Must be a good reason for why it is here.
Began to think that it was going to take me all the way to the reservoir.
Until it stopped here at a flat piece of land with the remains of several buildings.
 Could it have been a farm or just a barn or barns.
 Although the walls and stone track stopped, off to the left was a defined grass path/lane
 Which took me down towards the water.

 Through the trees.
Turton & Entwistle Reservoir.
Left took me the quickest way to the dam, right to the same place just a longer walk.
 The reservoir is full to overflowing, first time for quite a while.

 The overflow sends water down to the Wayoh.
 Across the dam.
 Not much of a sign to say when it was built.
The one for new overflow channel and valve tower in 1884 is a little fancier

At the end of the dam I went left through the lower car park.

To  the path to Wayoh.
 A good dry path all the way down.
 The overflow from Entwistle.

Quite steep at times but no problem with a little care.
The rail bridge over Bradshaw Brook that was built in 1848 some time before the reservoir which was finished in1876.
 The path takes you through the arches of which there are 7 or is it 8, old age!!!!
I never fail to wonder how all this stone got to here and how they managed to build this magnificent bridge out in the middle of nowhere.
 Almost down.
Again a choice, go right the short way or left across the dam for the long one.
 This time I went the long way.
 You get a better view of the bridge.
 Looking towards the main dam.
 The path then takes you to another dam with Crow Trees Lane going over it.

Crow Trees Lane.

 The lane would take you to Edgworth but I go right and stay with the reservoir.

Again a good path but with one quite steep climb.

 and one muddy bit.
 At the top of the climb you can go across the field to the left towards Edgerton
or stay with Wayoh passed the notice board.
 Looking back towards the rail bridge.
 The dam looking towards Turton Bottoms.
 50% of Bolton water is treated at the plant at the bottom of the dam.

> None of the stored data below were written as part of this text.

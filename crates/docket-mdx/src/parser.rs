//! Page parsing and Markdown rendering.

use std::collections::HashSet;

use pulldown_cmark::{html, CodeBlockKind, Event, HeadingLevel, Options, Parser, Tag, TagEnd};

use crate::frontmatter::{extract_frontmatter, Frontmatter, FrontmatterError};
use crate::highlight::code_block;
use crate::slug::HeadingIds;

/// A parsed content page.
#[derive(Debug, Clone)]
pub struct ParsedDoc {
    /// Parsed frontmatter (if present)
    pub frontmatter: Option<Frontmatter>,

    /// Markdown body without frontmatter and ESM lines
    pub content: String,
}

impl ParsedDoc {
    /// Title declared in frontmatter.
    pub fn title(&self) -> Option<&str> {
        self.frontmatter.as_ref().and_then(|f| f.title.as_deref())
    }

    /// Sidebar label declared in frontmatter, falling back to the title.
    pub fn sidebar_title(&self) -> Option<&str> {
        self.frontmatter
            .as_ref()
            .and_then(|f| f.sidebar_title.as_deref())
            .or_else(|| self.title())
    }

    pub fn description(&self) -> Option<&str> {
        self.frontmatter.as_ref().and_then(|f| f.description.as_deref())
    }
}

/// A table of contents entry.
#[derive(Debug, Clone, PartialEq)]
pub struct TocEntry {
    /// Heading text
    pub title: String,
    /// Anchor ID
    pub id: String,
    /// Heading level (2 or 3)
    pub level: u8,
}

/// Options controlling how a page body is rendered.
#[derive(Debug, Clone, Default)]
pub struct RenderOptions {
    /// Relative prefix from the page back to the site root, e.g. `../`.
    pub root: String,
}

/// Rendered page body.
#[derive(Debug, Clone)]
pub struct RenderedDoc {
    pub html: String,
    /// Entries for every h2/h3 heading, in document order
    pub toc: Vec<TocEntry>,
    /// Text of the first h1 heading
    pub first_heading: Option<String>,
}

/// Errors that can occur when parsing a page.
#[derive(Debug, thiserror::Error)]
pub enum ParseError {
    #[error("Frontmatter error: {0}")]
    Frontmatter(#[from] FrontmatterError),
}

/// Parse a Markdown/MDX page.
pub fn parse_mdx(source: &str) -> Result<ParsedDoc, ParseError> {
    let (frontmatter, content) = extract_frontmatter(source)?;

    Ok(ParsedDoc {
        frontmatter,
        content: strip_esm(content),
    })
}

fn markdown_options() -> Options {
    Options::ENABLE_TABLES
        | Options::ENABLE_FOOTNOTES
        | Options::ENABLE_STRIKETHROUGH
        | Options::ENABLE_TASKLISTS
        | Options::ENABLE_HEADING_ATTRIBUTES
}

/// Render a Markdown body to HTML.
///
/// h2 and h3 headings get unique anchor ids and are collected into the
/// table of contents. Fenced code blocks with a language are highlighted.
/// Root-relative links are rewritten relative to `options.root`.
pub fn render_markdown(content: &str, options: &RenderOptions) -> RenderedDoc {
    let events: Vec<Event> = Parser::new_ext(content, markdown_options())
        .map(|event| rewrite_event(event, &options.root))
        .collect();
    let mut events = highlight_code_blocks(events);

    let mut ids = HeadingIds::new();
    for event in &events {
        if let Event::Start(Tag::Heading { id: Some(id), .. }) = event {
            ids.reserve(id);
        }
    }

    let mut explicit = HashSet::new();
    let mut toc = Vec::new();
    let mut first_heading = None;
    let mut ordinal = 0;
    let mut i = 0;

    while i < events.len() {
        let level = match &events[i] {
            Event::Start(Tag::Heading { level, .. }) => *level,
            _ => {
                i += 1;
                continue;
            }
        };
        ordinal += 1;

        let mut text = String::new();
        let mut end = i + 1;
        while end < events.len() {
            match &events[end] {
                Event::End(TagEnd::Heading(_)) => break,
                Event::Text(t) | Event::Code(t) => text.push_str(t),
                _ => {}
            }
            end += 1;
        }
        let text = text.trim().to_string();

        if level == HeadingLevel::H1 && first_heading.is_none() && !text.is_empty() {
            first_heading = Some(text.clone());
        }

        let in_toc = matches!(level, HeadingLevel::H2 | HeadingLevel::H3) && !text.is_empty();
        if let Event::Start(Tag::Heading { id, .. }) = &mut events[i] {
            // The first heading with an explicit id keeps it; repeats are suffixed.
            let anchor = match id.as_deref() {
                Some(existing) if explicit.insert(existing.to_string()) => {
                    Some(existing.to_string())
                }
                Some(existing) => Some(ids.claim(existing)),
                None if in_toc => Some(ids.assign(&text, ordinal)),
                None => None,
            };

            if let Some(anchor) = anchor {
                *id = Some(anchor.clone().into());
                if in_toc {
                    toc.push(TocEntry {
                        title: text,
                        id: anchor,
                        level: level as u8,
                    });
                }
            }
        }

        i = end + 1;
    }

    let mut html_output = String::new();
    html::push_html(&mut html_output, events.into_iter());

    RenderedDoc {
        html: html_output,
        toc,
        first_heading,
    }
}

/// Replace fenced code blocks that name a language with highlighted HTML.
fn highlight_code_blocks(events: Vec<Event<'_>>) -> Vec<Event<'_>> {
    let mut out = Vec::with_capacity(events.len());
    let mut block: Option<(String, String)> = None;

    for event in events {
        if let Some((lang, code)) = &mut block {
            match event {
                Event::Text(text) => code.push_str(&text),
                Event::End(TagEnd::CodeBlock) => {
                    out.push(Event::Html(code_block(code, lang).into()));
                    block = None;
                }
                _ => {}
            }
            continue;
        }

        match event {
            Event::Start(Tag::CodeBlock(CodeBlockKind::Fenced(info)))
                if !fence_language(&info).is_empty() =>
            {
                block = Some((fence_language(&info).to_string(), String::new()));
            }
            other => out.push(other),
        }
    }

    out
}

/// Language token of a fence info string, e.g. `bash` for "bash {1,3}".
fn fence_language(info: &str) -> &str {
    info.split(|c: char| c.is_whitespace() || c == ',' || c == '{')
        .next()
        .unwrap_or("")
}

fn rewrite_event<'a>(event: Event<'a>, root: &str) -> Event<'a> {
    match event {
        Event::Start(Tag::Link {
            link_type,
            dest_url,
            title,
            id,
        }) => {
            let dest_url = match rewrite_link(&dest_url, root) {
                Some(rewritten) => rewritten.into(),
                None => dest_url,
            };
            Event::Start(Tag::Link {
                link_type,
                dest_url,
                title,
                id,
            })
        }
        Event::Start(Tag::Image {
            link_type,
            dest_url,
            title,
            id,
        }) => {
            let dest_url = match rewrite_asset(&dest_url, root) {
                Some(rewritten) => rewritten.into(),
                None => dest_url,
            };
            Event::Start(Tag::Image {
                link_type,
                dest_url,
                title,
                id,
            })
        }
        other => other,
    }
}
//! Stylesheet, script and static asset handling.

use std::fs;
use std::io;
use std::path::Path;

use docket_mdx::theme_css;
use walkdir::WalkDir;

const PRIMARY_PLACEHOLDER: &str = "__PRIMARY__";

/// Asset pipeline utilities.
pub struct AssetPipeline;

impl AssetPipeline {
    /// Generate the site stylesheet themed with `primary`, followed by the
    /// code highlighting rules.
    pub fn generate_css(primary: &str) -> String {
        let mut css = DEFAULT_CSS.replace(PRIMARY_PLACEHOLDER, primary);
        match theme_css() {
            Ok(highlight) => {
                css.push('\n');
                css.push_str(&highlight);
            }
            Err(e) => tracing::warn!("Skipping code highlighting styles: {}", e),
        }
        css
    }

    /// Generate the site script.
    pub fn generate_js() -> String {
        DEFAULT_JS.to_string()
    }

    /// Minify CSS using lightningcss.
    pub fn minify_css(css: &str) -> Result<String, String> {
        use lightningcss::stylesheet::{ParserOptions, PrinterOptions, StyleSheet};

        let stylesheet = StyleSheet::parse(css, ParserOptions::default())
            .map_err(|e| format!("CSS parse error: {}", e))?;

        let minified = stylesheet
            .to_css(PrinterOptions {
                minify: true,
                ..Default::default()
            })
            .map_err(|e| format!("CSS minify error: {}", e))?;

        Ok(minified.code)
    }

    /// Copy a directory tree byte-for-byte. Returns the number of files copied.
    pub fn copy_dir(src: &Path, dest: &Path) -> io::Result<usize> {
        let mut copied = 0;

        for entry in WalkDir::new(src).follow_links(true) {
            let entry = entry.map_err(io::Error::other)?;
            let relative = entry.path().strip_prefix(src).map_err(io::Error::other)?;
            let target = dest.join(relative);

            if entry.file_type().is_dir() {
                fs::create_dir_all(&target)?;
            } else if entry.file_type().is_file() {
                Self::copy_file(entry.path(), &target)?;
                copied += 1;
            }
        }

        Ok(copied)
    }

    /// Copy a single file, creating parent directories as needed.
    pub fn copy_file(src: &Path, dest: &Path) -> io::Result<()> {
        if let Some(parent) = dest.parent() {
            fs::create_dir_all(parent)?;
        }
        fs::copy(src, dest)?;
        Ok(())
    }
}

const DEFAULT_CSS: &str = r#"/* docket theme */

:root {
  --primary: __PRIMARY__;
  --background: #ffffff;
  --foreground: #111827;
  --muted: #f9fafb;
  --muted-foreground: #6b7280;
  --border: #e5e7eb;
  --code-background: #0f172a;
  --code-foreground: #e2e8f0;
  --radius: 0.375rem;
  --sidebar-width: 280px;
  --toc-width: 220px;
  --content-max-width: 820px;
}

* {
  box-sizing: border-box;
  margin: 0;
  padding: 0;
}

body {
  font-family: system-ui, -apple-system, "Segoe UI", sans-serif;
  background: var(--background);
  color: var(--foreground);
  line-height: 1.6;
}

.container {
  display: grid;
  grid-template-columns: var(--sidebar-width) 1fr;
  min-height: 100vh;
}

/* Sidebar */
.sidebar {
  background: var(--muted);
  border-right: 1px solid var(--border);
  padding: 1.5rem;
  position: sticky;
  top: 0;
  height: 100vh;
  overflow-y: auto;
}

.nav-header {
  margin-bottom: 1.5rem;
}

.nav-logo {
  font-weight: 700;
  font-size: 1.25rem;
  color: var(--foreground);
  text-decoration: none;
}

.tab-section h2 {
  font-size: 0.75rem;
  text-transform: uppercase;
  letter-spacing: 0.05em;
  color: var(--muted-foreground);
  margin: 1.25rem 0 0.5rem;
}

.group h3 {
  font-size: 0.875rem;
  font-weight: 600;
  margin: 0.75rem 0 0.25rem;
}

.nav-list {
  list-style: none;
}

.nav-item a {
  display: block;
  padding: 0.375rem 0.75rem;
  color: var(--muted-foreground);
  text-decoration: none;
  border-radius: var(--radius);
  border-left: 2px solid transparent;
}

.nav-item a:hover {
  color: var(--foreground);
}

.nav-item.active > a {
  color: var(--primary);
  border-left-color: var(--primary);
  font-weight: 600;
}

/* Content */
.content {
  display: grid;
  grid-template-columns: minmax(0, 1fr) var(--toc-width);
  gap: 2rem;
  padding: 2rem 3rem;
}

.doc {
  max-width: var(--content-max-width);
}

.doc h1 {
  font-size: 2.25rem;
  margin-bottom: 1.5rem;
}

.doc h2 {
  font-size: 1.5rem;
  margin: 2rem 0 1rem;
  padding-bottom: 0.5rem;
  border-bottom: 1px solid var(--border);
}

.doc h3 {
  font-size: 1.25rem;
  margin: 1.5rem 0 0.75rem;
}

.doc p,
.doc ul,
.doc ol,
.doc table {
  margin-bottom: 1rem;
}

.doc ul,
.doc ol {
  padding-left: 1.5rem;
}

.doc a {
  color: var(--primary);
  text-underline-offset: 4px;
}

.doc table {
  border-collapse: collapse;
  width: 100%;
}

.doc th,
.doc td {
  border: 1px solid var(--border);
  padding: 0.5rem 0.75rem;
  text-align: left;
}

/* Code */
.doc pre {
  background: var(--code-background);
  color: var(--code-foreground);
  border-radius: var(--radius);
  padding: 1rem;
  overflow-x: auto;
  font-size: 0.875rem;
  margin-bottom: 1rem;
  position: relative;
}

.doc code {
  font-family: ui-monospace, SFMono-Regular, Menlo, monospace;
  font-size: 0.875em;
}

.doc :not(pre) > code {
  background: var(--muted);
  border: 1px solid var(--border);
  padding: 0.125rem 0.375rem;
  border-radius: 0.25rem;
}

.copy-btn {
  position: absolute;
  top: 0.5rem;
  right: 0.5rem;
  padding: 0.25rem 0.75rem;
  font-size: 0.75rem;
  background: var(--primary);
  color: #ffffff;
  border: none;
  border-radius: var(--radius);
  cursor: pointer;
  opacity: 0.8;
}

.copy-btn:hover {
  opacity: 1;
}

/* Endpoint pages */
.api-endpoint {
  display: flex;
  align-items: center;
  gap: 0.75rem;
  padding: 0.75rem 1rem;
  margin-bottom: 1.5rem;
  border: 1px solid var(--border);
  border-radius: var(--radius);
  background: var(--muted);
}

.method {
  font-size: 0.75rem;
  font-weight: 700;
  padding: 0.125rem 0.5rem;
  border-radius: var(--radius);
  color: #ffffff;
  background: var(--primary);
}

.method-post {
  background: #2563eb;
}

.method-put {
  background: #d97706;
}

.method-delete {
  background: #dc2626;
}

.snippet-label {
  font-size: 0.75rem;
  font-weight: 600;
  color: var(--muted-foreground);
  margin-bottom: 0.25rem;
}

/* Table of contents */
.toc {
  position: sticky;
  top: 2rem;
  align-self: start;
}

.toc h2 {
  font-size: 0.75rem;
  font-weight: 600;
  text-transform: uppercase;
  letter-spacing: 0.05em;
  color: var(--muted-foreground);
  margin-bottom: 0.75rem;
}

.toc ul {
  list-style: none;
}

.toc a {
  font-size: 0.875rem;
  color: var(--muted-foreground);
  text-decoration: none;
}

.toc a:hover {
  color: var(--primary);
}

.toc-level-3 {
  padding-left: 1rem;
}

@media (max-width: 1024px) {
  .container {
    grid-template-columns: 1fr;
  }

  .sidebar {
    position: static;
    height: auto;
  }

  .content {
    grid-template-columns: 1fr;
    padding: 1.5rem;
  }

  .toc {
    display: none;
  }
}
"#;

const DEFAULT_JS: &str = r#"(function() {
  'use strict';

  document.querySelectorAll('.doc pre').forEach(pre => {
    if (pre.querySelector('.copy-btn')) return;

    const btn = document.createElement('button');
    btn.className = 'copy-btn';
    btn.textContent = 'Copy';
    btn.setAttribute('type', 'button');

    btn.addEventListener('click', async () => {
      const code = pre.querySelector('code');
      const text = code ? code.textContent : pre.textContent;

      try {
        await navigator.clipboard.writeText(text || '');
        btn.textContent = 'Copied!';
      } catch (err) {
        btn.textContent = 'Error';
      }
      setTimeout(() => { btn.textContent = 'Copy'; }, 2000);
    });

    pre.appendChild(btn);
  });

  const active = document.querySelector('.nav-item.active');
  if (active) {
    active.scrollIntoView({ block: 'nearest' });
  }
})();
"#;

I don't know where the rest comes from, must find out.
 I was expecting that this wonder of an overflow would be in full flow but not to be.
 Even if the overflow would be in full flow I think this is more than a little over the top.
 Back across the dam I went

 English support for the French, never mind the Scots, Welsh and Irish.
 The amount of this on the dam is disgusting. The dog owners of Edgerton should be ashamed.
 The crochet person to be applauded.
Up passed the Black Bull or into it for refreshment.
 Down the hill into Turton Bottoms.
 another possible stop for drinks or food.
 over the bridge and round the corner
 and left down Vale Street until you come to the brook.

 then right down by the water.
Gets a bit muddy in places.

Traces of an old goit from before Jumbles was built.
and a bit more of it.
The beginning of Jumbles Reservoir.
This bridge at the top end of Jumbles means that you can walk around the reservoir. Most people start at the car park and cafe which is at the dam end.
 Across the bridge is the longer route I took the path to the left.

Which is a pleasant level path that takes you to the cafe car park and toilets.

unlike the other two reservoirs Jumbles is quite new and was only opened by the Queen in 1971

 across the car park
 to a path that takes you down to Bradshaw Brook

 At the bottom you have three choices, first left takes you up hill to above Bradshaw Fisheries and on to Bradshaw Road. The middle route follows Bradshaw Brook  were I went, whilst crossing the brook takes you up a steep hill to Grange Road leading to Shady Lane and the Turton Darwin Road

 I followed the brook
which brought me to the Bradshaw Hall Estate and Bradshaw Road and home.